Aux yeux du consul, Pontivy présente de nombreux atouts qui président à cette décision.
Sa situation géographique, d’abord, qui est tout à fait remarquable : la ville, positionnée en plein cœur de la Bretagne, est placée au centre d’un réseau de routes qui la relient aux principales villes bretonnes et constitue un point stratégique pour le percement d’un canal d’un bout à l’autre de la Bretagne.
Sa fidélité sans faille à la Révolution et à la République, ensuite, qui est fortement appréciée : tout au long de la période révolutionnaire, les Pontivyens ont très largement soutenu les idées nouvelles et la République naissante dans une Bretagne majoritairement royaliste et cléricale. La ville, érigée par ailleurs en siège de district en 1790 puis en sous-préfecture en l’an VIII (1800), fait alors figure d’îlot républicain au milieu d’une contrée majoritairement acquise à la cause des chouans. Par la même occasion, Pontivy apparaît comme le lieu idéal pour asseoir la nouvelle autorité républicaine, la région étant le principal foyer de révolte du pays à éteindre avec la Vendée.
Mû par le désir de faire de Pontivy une vitrine de la République, Napoléon est à l’initiative de deux arrêtés consulaires en date du 30 fructidor an X (17 septembre 1802) qui annoncent les transformations à venir. Les projets du consul sont très ambitieux puisqu’il s’agit de construire au sud de la vieille ville de nouveaux bâtiments civils (une mairie/sous-préfecture, un tribunal de première instance, des prisons, un hôpital pouvant contenir 300 lits, une école secondaire) et militaires (une caserne capable d’accueillir une demi-brigade) mais également de procéder à la canalisation du Blavet et à son raccordement à un canal allant de Nantes à Brest.

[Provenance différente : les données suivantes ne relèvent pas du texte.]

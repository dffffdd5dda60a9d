use std::io::{self, BufRead, Write};

use pici::confirm::{choices, parse_answer};
use pici::{Confirm, PiciResult};

/// Asks on stderr and reads the answer from stdin.
///
/// End of input counts as "no".
pub struct StdinConfirm;

impl Confirm for StdinConfirm {
    fn confirm(&self, prompt: &str, default: Option<bool>) -> PiciResult<bool> {
        let stdin = io::stdin();
        let mut stderr = io::stderr();
        loop {
            write!(stderr, "{} {} ", prompt, choices(default))?;
            stderr.flush()?;

            let mut line = String::new();
            if stdin.lock().read_line(&mut line)? == 0 {
                writeln!(stderr)?;
                return Ok(false);
            }
            if let Some(answer) = parse_answer(&line, default) {
                return Ok(answer);
            }
        }
    }
}
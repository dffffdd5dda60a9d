//! Disk tooling constants.
//!
//! Centralized location for device names and tool parameters.

/// Guest-side layout as seen by guestfish.
pub mod guest {
    /// Whole-disk device of the single attached image
    pub const DISK_DEVICE: &str = "/dev/sda";

    /// Root partition number (`root=/dev/vda2` inside the emulator)
    pub const ROOT_PARTITION: u32 = 2;

    /// Root partition device
    pub const ROOT_DEVICE: &str = "/dev/sda2";
}

/// Raw transfer parameters.
pub mod transfer {
    /// dd block size
    pub const DD_BLOCK_SIZE: &str = "4M";
}

/// Scratch file names inside a per-operation temp directory.
pub mod scratch {
    /// Prefix for scratch directories
    pub const DIR_PREFIX: &str = "pici-";

    /// Minimized qcow2 copy used for flashing
    pub const MINIMIZED_IMAGE: &str = "minimized.qcow2";

    /// Raw stream written to a device
    pub const FLASH_RAW: &str = "flash.img";

    /// Raw stream read from a device
    pub const BACKUP_RAW: &str = "backup.img";
}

Aussi s’agit-il de faire de Pontivy une capitale administrative en Bretagne centrale, une ville moderne mais aussi, et surtout, le plus grand centre militaire breton : la construction d’une ville-garnison reliée à Lorient, Brest et Nantes doit notamment permettre de contrecarrer les menaces anglaises de blocus des principaux ports bretons mais également d’apaiser une région alors très agitée.
Un mois auparavant, dans une lettre adressée à son ministre de l’Intérieur Jean-Antoine Chaptel, Napoléon évoquait déjà les moyens d’encourager les différentes branches d’industrie et d’accroître la population.
Le 28 vendémiaire an XI (20 octobre 1802), le pouvoir nomme Jean-Baptiste Pichot de La Mabillais, ingénieur des Ponts et Chaussées, comme maître d’œuvre de ce grand projet. Mais face au manque d’enthousiasme de l’administration pontivyenne, ce dernier est finalement remplacé par Gilbert de Chabrol, jeune sous-préfet de Pontivy, dont le projet de ville nouvelle est immédiatement approuvé par l’Empereur.
L’année suivante, le 1er vendémiaire an XII (24 septembre 1803), le gouvernement républicain prend un nouvel arrêté portant établissement d’un lycée à Pontivy, lequel doit pouvoir accueillir à terme 150 élèves provenant à la fois du Morbihan et du département voisin du Finistère. Dès lors, Pontivy peut se targuer d’entrer dans le cercle très fermé des villes bretonnes à détenir un lycée – Rennes et Nantes étant les deux autres.
Très vite, il est décidé que le lycée serait construit dans l’enceinte de l’ancien couvent des ursulines. Des travaux d’aménagement sont entrepris dès l’année suivante.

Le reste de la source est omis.